Quintus Dellius

Quintus Dellius was a Roman commander and politician in the second half of the 1st century BC.

He was a political opportunist and was called desultor bellorum civilium (horse changer of the civil war) by Marcus Valerius Messalla Corvinus. He received this name because he deserted from Publius Cornelius Dolabella to Gaius Cassius Longinus in 43 BC, from Cassius to Mark Antony in 42 BC, and finally from Antony to Octavian in 31 BC.[1]

Dellius was more than ten years an intimate friend of Antony, who used him mainly for diplomatic missions. In 41 BC, he traveled by Antony’s orders to Alexandria to summon the Egyptian Queen Cleopatra VII to Tarsus in Cilicia. There she was to answer for the money that she allegedly had sent to Gaius Cassius for his war against Antony and Octavian.[2] In 40 BC or 39 BC, Antony sent him to Judaea to help Herod the Great with the expulsion of the usurper Antigonus.[3] In 36 BC or 35 BC, Dellius negotiated with Herod, that the Jewish King should appoint the young brother of his wife Mariamne, Aristobulus, high priest.[4] Dellius also participated in Antony’s campaign against the Parthian Empire in 36 BC. Two years later he was ordered to persuade the Armenian king Artavasdes II to wed his four-year-old daughter to the six-year-old Alexander Helios, the son of Antony and Cleopatra VII.[5] It is doubtful if this diplomatic mission was serious because Antony soon cunningly caught the Armenian king and his family.

Dellius liked to make mocking remarks[6] and he was allegedly the matchmaker for Antony to satisfy his erotic passions.[7] Therefore Cleopatra could not stand him.[8]

When Antony fought his last war against Octavian (31 BC) Dellius accompanied his superior to Greece. He recruited reinforcement troops in Macedonia and Thrace when the situation for Antony deteriorated more and more.[9] Just before the Battle of Actium Dellius changed sides to Octavian and betrayed him Antony’s plans for the last fight.[10] He justified his changeover with his fear, that Cleopatra VII wanted to murder him.[8] Dellius was held in high regard by the first Roman emperor.[11] According to the commentator Porphyrio the poet Horace addressed an ode (2.3) to Dellius.

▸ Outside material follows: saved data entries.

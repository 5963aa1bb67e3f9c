use anyhow::{bail, Result};
use rusqlite::{params, Connection};

pub const BASE_DB_VERSION: usize = 99999;

#[macro_export]
macro_rules! sqlite_column {
    ($name:expr, $sql_type:expr $(, $field:ident = $value:expr)*) => {
        {
            #[allow(unused_mut)]
            let mut column = Column {
                name: $name,
                sql_type: $sql_type,
                is_primary_key: false,
                non_null: false,
                foreign_key: None,
            };
            $(
                column.$field = $value;
            )*
            column
        }
    };
}

#[derive(Debug, PartialEq, Eq)]
pub enum SqlType {
    Text,
    Integer,
}

impl SqlType {
    fn as_sql(&self) -> &'static str {
        match self {
            SqlType::Text => "TEXT",
            SqlType::Integer => "INTEGER",
        }
    }

    fn from_sql(s: &str) -> Option<&'static SqlType> {
        match s {
            "TEXT" => Some(&SqlType::Text),
            "INTEGER" => Some(&SqlType::Integer),
            _ => None,
        }
    }
}

#[allow(unused)]
pub enum ForeignKeyOnChange {
    NoAction,
    Restrict,
    Cascade,
}

impl ForeignKeyOnChange {
    fn as_sql(&self) -> &'static str {
        match self {
            ForeignKeyOnChange::NoAction => "NO ACTION",
            ForeignKeyOnChange::Restrict => "RESTRICT",
            ForeignKeyOnChange::Cascade => "CASCADE",
        }
    }
}

pub struct ForeignKey {
    pub foreign_table: &'static str,
    pub foreign_column: &'static str,
    pub on_delete: ForeignKeyOnChange,
}

pub struct Column {
    pub name: &'static str,
    pub sql_type: &'static SqlType,
    pub is_primary_key: bool,
    pub non_null: bool,
    pub foreign_key: Option<&'static ForeignKey>,
}

pub struct Table {
    pub name: &'static str,
    pub columns: &'static [Column],
    pub indices: &'static [(&'static str, &'static str)],
    pub unique_constraints: &'static [&'static [&'static str]],
}

impl Table {
    /// Creates the table and its indices unless they already exist.
    pub fn create(&self, conn: &Connection) -> Result<()> {
        let mut create_sql = format!("CREATE TABLE IF NOT EXISTS {} (", self.name);
        for (column_index, column) in self.columns.iter().enumerate() {
            if column_index > 0 {
                create_sql.push_str(", ");
            }
            create_sql.push_str(&format!("{} {}", column.name, column.sql_type.as_sql()));
            if column.is_primary_key {
                create_sql.push_str(" PRIMARY KEY");
            }
            if column.non_null {
                create_sql.push_str(" NOT NULL");
            }
            if let Some(foreign_key) = column.foreign_key {
                create_sql.push_str(&format!(
                    " REFERENCES {}({}) ON DELETE {}",
                    foreign_key.foreign_table,
                    foreign_key.foreign_column,
                    foreign_key.on_delete.as_sql()
                ));
            }
        }

        for unique_constraint in self.unique_constraints {
            create_sql.push_str(&format!(", UNIQUE ({})", unique_constraint.join(", ")));
        }
        create_sql.push_str(");");
        conn.execute(&create_sql, params![])?;

        for (index_name, column_name) in self.indices {
            conn.execute(
                &format!(
                    "CREATE INDEX IF NOT EXISTS {} ON {}({});",
                    index_name, self.name, column_name
                ),
                params![],
            )?;
        }
        Ok(())
    }

    fn validate_columns(&self, conn: &Connection) -> Result<()> {
        struct ActualColumn {
            name: String,
            sql_type: String,
            non_null: bool,
            is_primary_key: bool,
        }

        let mut stmt = conn.prepare(&format!("PRAGMA table_info({});", self.name))?;
        let actual_columns = stmt
            .query_map(params![], |row| {
                Ok(ActualColumn {
                    name: row.get(1)?,
                    sql_type: row.get(2)?,
                    non_null: row.get::<_, i32>(3)? == 1,
                    is_primary_key: row.get::<_, i32>(5)? == 1,
                })
            })?
            .collect::<Result<Vec<_>, _>>()?;

        if actual_columns.is_empty() {
            bail!("Table {} does not exist", self.name);
        }

        if actual_columns.len() != self.columns.len() {
            bail!(
                "Table {} has {} columns, expected {}. Found column names: {}, expected: {}",
                self.name,
                actual_columns.len(),
                self.columns.len(),
                actual_columns
                    .iter()
                    .map(|c| c.name.as_str())
                    .collect::<Vec<_>>()
                    .join(", "),
                self.columns
                    .iter()
                    .map(|c| c.name)
                    .collect::<Vec<_>>()
                    .join(", ")
            );
        }

        for (actual, expected) in actual_columns.iter().zip(self.columns.iter()) {
            if actual.name != expected.name {
                bail!(
                    "Table {} Column name mismatch: expected {}, got {}",
                    self.name,
                    expected.name,
                    actual.name
                );
            }
            if SqlType::from_sql(&actual.sql_type) != Some(expected.sql_type) {
                bail!(
                    "Table {} Column {} type mismatch: expected {:?}, got {}",
                    self.name,
                    expected.name,
                    expected.sql_type,
                    actual.sql_type
                );
            }
            if actual.non_null != expected.non_null {
                bail!(
                    "Table {} Column {} non-null mismatch: expected {}, got {}",
                    self.name,
                    expected.name,
                    expected.non_null,
                    actual.non_null
                );
            }
            if actual.is_primary_key != expected.is_primary_key {
                bail!(
                    "Table {} Column {} primary key mismatch: expected {}, got {}",
                    self.name,
                    expected.name,
                    expected.is_primary_key,
                    actual.is_primary_key
                );
            }
        }
        Ok(())
    }

    fn validate_indices(&self, conn: &Connection) -> Result<()> {
        for (index_name, _column) in self.indices {
            let index_exists: bool = conn
                .query_row(
                    "SELECT 1 FROM sqlite_master WHERE type='index' AND name=?1 AND tbl_name=?2",
                    params![index_name, self.name],
                    |_| Ok(true),
                )
                .unwrap_or(false);

            if !index_exists {
                bail!("Table {} is missing index '{}'", self.name, index_name);
            }
        }

        if self.unique_constraints.is_empty() {
            return Ok(());
        }

        // SQLite reports UNIQUE constraints as indices flagged unique in index_list.
        let mut stmt = conn.prepare(&format!("PRAGMA index_list({})", self.name))?;
        let unique_indices: Vec<String> = stmt
            .query_map([], |row| Ok((row.get::<_, String>(1)?, row.get::<_, i32>(2)?)))?
            .filter_map(|r| r.ok())
            .filter(|(_, is_unique)| *is_unique == 1)
            .map(|(name, _)| name)
            .collect();

        let mut unique_index_columns: Vec<Vec<String>> = Vec::new();
        for index_name in &unique_indices {
            let mut idx_stmt = conn.prepare(&format!("PRAGMA index_info({})", index_name))?;
            let mut cols: Vec<String> = idx_stmt
                .query_map([], |row| row.get::<_, String>(2))?
                .filter_map(|r| r.ok())
                .collect();
            cols.sort();
            unique_index_columns.push(cols);
        }

        for expected_columns in self.unique_constraints {
            let mut expected_sorted: Vec<&str> = expected_columns.to_vec();
            expected_sorted.sort();

            let found = unique_index_columns.iter().any(|actual_cols| {
                actual_cols.iter().map(|s| s.as_str()).collect::<Vec<_>>() == expected_sorted
            });
            if !found {
                bail!(
                    "Table {} is missing unique constraint on columns ({})",
                    self.name,
                    expected_columns.join(", ")
                );
            }
        }
        Ok(())
    }

    fn validate_foreign_keys(&self, conn: &Connection) -> Result<()> {
        struct ActualFk {
            from_column: String,
            to_table: String,
            to_column: String,
            on_delete: String,
        }

        // PRAGMA foreign_key_list returns: id, seq, table, from, to, on_update, on_delete, match
        let mut fk_stmt = conn.prepare(&format!("PRAGMA foreign_key_list({})", self.name))?;
        let actual_fks: Vec<ActualFk> = fk_stmt
            .query_map([], |row| {
                Ok(ActualFk {
                    from_column: row.get(3)?,
                    to_table: row.get(2)?,
                    to_column: row.get(4)?,
                    on_delete: row.get(6)?,
                })
            })?
            .filter_map(|r| r.ok())
            .collect();

        for column in self.columns {
            let Some(expected_fk) = column.foreign_key else {
                continue;
            };
            let expected_on_delete = expected_fk.on_delete.as_sql();
            let found = actual_fks.iter().any(|actual| {
                actual.from_column == column.name
                    && actual.to_table == expected_fk.foreign_table
                    && actual.to_column == expected_fk.foreign_column
                    && actual.on_delete == expected_on_delete
            });
            if found {
                continue;
            }

            match actual_fks.iter().find(|actual| actual.from_column == column.name) {
                Some(actual) => bail!(
                    "Table {} column {} has foreign key mismatch: expected REFERENCES {}({}) ON DELETE {}, got REFERENCES {}({}) ON DELETE {}",
                    self.name,
                    column.name,
                    expected_fk.foreign_table,
                    expected_fk.foreign_column,
                    expected_on_delete,
                    actual.to_table,
                    actual.to_column,
                    actual.on_delete
                ),
                None => bail!(
                    "Table {} column {} is missing foreign key: expected REFERENCES {}({}) ON DELETE {}",
                    self.name,
                    column.name,
                    expected_fk.foreign_table,
                    expected_fk.foreign_column,
                    expected_on_delete
                ),
            }
        }
        Ok(())
    }
}

pub struct VersionedSchema {
    pub version: usize,
    pub tables: &'static [Table],
    pub migration: Option<fn(&Connection) -> Result<()>>,
}

impl VersionedSchema {
    pub fn create(&self, conn: &Connection) -> Result<()> {
        conn.execute("PRAGMA foreign_keys = ON;", params![])?;
        for table in self.tables {
            table.create(conn)?;
        }
        conn.pragma_update(None, "user_version", BASE_DB_VERSION + self.version)?;
        Ok(())
    }

    pub fn validate(&self, conn: &Connection) -> Result<()> {
        for table in self.tables {
            table.validate_columns(conn)?;
            table.validate_indices(conn)?;
            table.validate_foreign_keys(conn)?;
        }
        Ok(())
    }
}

Dellius also wrote a historical work that was dealing with Antony’s war against Parthia, in which he had participated.[12] Therefore it is often assumed that he was the source of Plutarch and Strabo in their account of this campaign.

Fictional portrayals

Quintus Dellius is portrayed in Colleen McCullough's Antony and Cleopatra as an unprincipled friend of Mark Antony.

Notes

  1. Seneca the Elder, suasoriae 1.7
  2. Plutarch, Antony 25.2-3.
  3. Josephus, Antiquities of the Jews 14.394; The Wars of the Jews 1.290.
  4. Josephus, Antiquities of the Jews 15.25
  5. Cassius Dio, Roman history 49, 39, 2-3.
  6. Some of his bon mots are mentioned by Seneca, suasoriae 1.7; Plutarch, Antony 59.
  7. Plutarch, Antony 25; Josephus, Antiquities of the Jews 15.25
  8. 1 2 Plutarch, Antony 59.
  9. Cassius Dio, Roman History 50.13.8
  10. Cassius Dio, Roman History 50.23.1-3; Marcus Velleius Paterculus 2.84.2
  11. Seneca the Younger, de clementia 1.10.1
  12. Strabo, Geographica 11, p. 523; Plutarch, Antony 59.